In the listing below, locate the lines that hold "StrictReject" and copy them.

**Provided entries:**
[Start of Attachment]

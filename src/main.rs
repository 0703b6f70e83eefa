use anyhow::{Context, Result};
use clap::{Parser, Subcommand, ValueEnum};
use serde::Serialize;
use std::{path::PathBuf, sync::Arc};
use tracing::info;
use tracing_subscriber::{fmt, EnvFilter};

use transloader::{
    config::PipelineConfig,
    load::{BigQueryLoader, DuckDbLoader, TableLoader},
    process::policy::FillPolicy,
    storage::{GcsStore, LocalStore, ObjectStore},
    CleaningSummary, LoadingSummary, Pipeline,
};

#[derive(Debug, Clone, Copy, PartialEq, Eq, ValueEnum)]
enum Backend {
    /// GCS bucket + BigQuery table
    Gcs,
    /// Directory tree + DuckDB file
    Local,
}

#[derive(Debug, Clone, Copy, PartialEq, Eq, ValueEnum)]
enum FillArg {
    FillDefaults,
    StrictReject,
}

#[derive(Debug, Subcommand)]
enum Stage {
    /// Validate `input/` and route rows to `clean/` and `error/`
    Clean,
    /// Append `clean/` artifacts to the table and archive them to `done/`
    Load,
    /// Clean, then load
    Run,
}

/// Batch CSV cleaning and warehouse loading over a bucket.
#[derive(Debug, Parser)]
#[command(name = "transloader", version)]
struct Cli {
    #[command(subcommand)]
    stage: Stage,

    /// YAML config file; flags below override it
    #[arg(long, global = true)]
    config: Option<PathBuf>,

    #[arg(long, global = true)]
    bucket: Option<String>,

    #[arg(long, value_enum, default_value = "gcs", global = true)]
    backend: Backend,

    /// Store root for the local backend
    #[arg(long, global = true, default_value = "data")]
    root: PathBuf,

    /// Reject a whole file when any of its rows is invalid
    #[arg(long, global = true)]
    strict_file_mode: bool,

    #[arg(long, value_enum, global = true)]
    fill_policy: Option<FillArg>,

    /// Write the stage summaries as JSON to this path
    #[arg(long, global = true)]
    report: Option<PathBuf>,
}

#[derive(Debug, Default, Serialize)]
struct Report {
    cleaning: Option<CleaningSummary>,
    loading: Option<LoadingSummary>,
}

fn init_logging() {
    let env = EnvFilter::try_from_default_env().unwrap_or_else(|_| EnvFilter::new("info"));
    fmt::Subscriber::builder()
        .with_env_filter(env)
        .with_target(false)
        .init();
}

fn load_config(cli: &Cli) -> Result<PipelineConfig> {
    let mut cfg = match &cli.config {
        Some(path) => PipelineConfig::from_file(path)?,
        None => PipelineConfig::default().finish()?,
    };
    if let Some(bucket) = &cli.bucket {
        cfg.bucket = bucket.clone();
    }
    if cli.strict_file_mode {
        cfg.strict_file_mode = true;
    }
    if let Some(fill) = cli.fill_policy {
        cfg.fill_policy = match fill {
            FillArg::FillDefaults => FillPolicy::FillDefaults,
            FillArg::StrictReject => FillPolicy::StrictReject,
        };
    }
    Ok(cfg)
}

async fn connect(
    cli: &Cli,
    cfg: &PipelineConfig,
) -> Result<(Arc<dyn ObjectStore>, Arc<dyn TableLoader>)> {
    match cli.backend {
        Backend::Gcs => {
            cfg.require_cloud()?;
            let store = GcsStore::connect(cfg.bucket.as_str())
                .await
                .context("authenticating to GCS")?;
            let loader = BigQueryLoader::connect(
                cfg.project.clone(),
                cfg.dataset.as_str(),
                cfg.table.as_str(),
                cfg.location.clone(),
                cfg.poll_interval(),
            )
            .await
            .context("authenticating to BigQuery")?;
            let store: Arc<dyn ObjectStore> = Arc::new(store);
            let loader: Arc<dyn TableLoader> = Arc::new(loader);
            Ok((store, loader))
        }
        Backend::Local => {
            let store = LocalStore::new(&cli.root)
                .with_context(|| format!("opening local store {}", cli.root.display()))?;
            let db = store.root().join("warehouse.duckdb");
            let loader = DuckDbLoader::open(Some(&db), &cfg.table)
                .with_context(|| format!("opening DuckDB at {}", db.display()))?;
            let store: Arc<dyn ObjectStore> = Arc::new(store);
            let loader: Arc<dyn TableLoader> = Arc::new(loader);
            Ok((store, loader))
        }
    }
}

#[tokio::main]
async fn main() -> Result<()> {
    init_logging();
    let _ = rustls::crypto::aws_lc_rs::default_provider().install_default();

    let cli = Cli::parse();
    let cfg = load_config(&cli)?;
    info!(backend = ?cli.backend, stage = ?cli.stage, bucket = %cfg.bucket, "startup");

    let (store, loader) = connect(&cli, &cfg).await?;
    let pipeline = Pipeline::new(store, loader, cfg).context("building pipeline")?;

    let mut report = Report::default();
    let outcome = run_stages(&cli.stage, &pipeline, &mut report).await;

    if let Some(path) = &cli.report {
        let json = serde_json::to_vec_pretty(&report).context("serialising report")?;
        std::fs::write(path, json).with_context(|| format!("writing report {}", path.display()))?;
        info!(path = %path.display(), "report written");
    }

    outcome
}

async fn run_stages(stage: &Stage, pipeline: &Pipeline, report: &mut Report) -> Result<()> {
    if matches!(stage, Stage::Clean | Stage::Run) {
        let summary = pipeline.run_cleaning().await.context("cleaning stage")?;
        report.cleaning = Some(summary);
    }
    if matches!(stage, Stage::Load | Stage::Run) {
        let summary = pipeline.run_loading().await.context("loading stage")?;
        report.loading = Some(summary);
    }
    Ok(())
}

[End of Attachment]

**Response to this task:**
    StrictReject,
            FillArg::StrictReject => FillPolicy::StrictReject,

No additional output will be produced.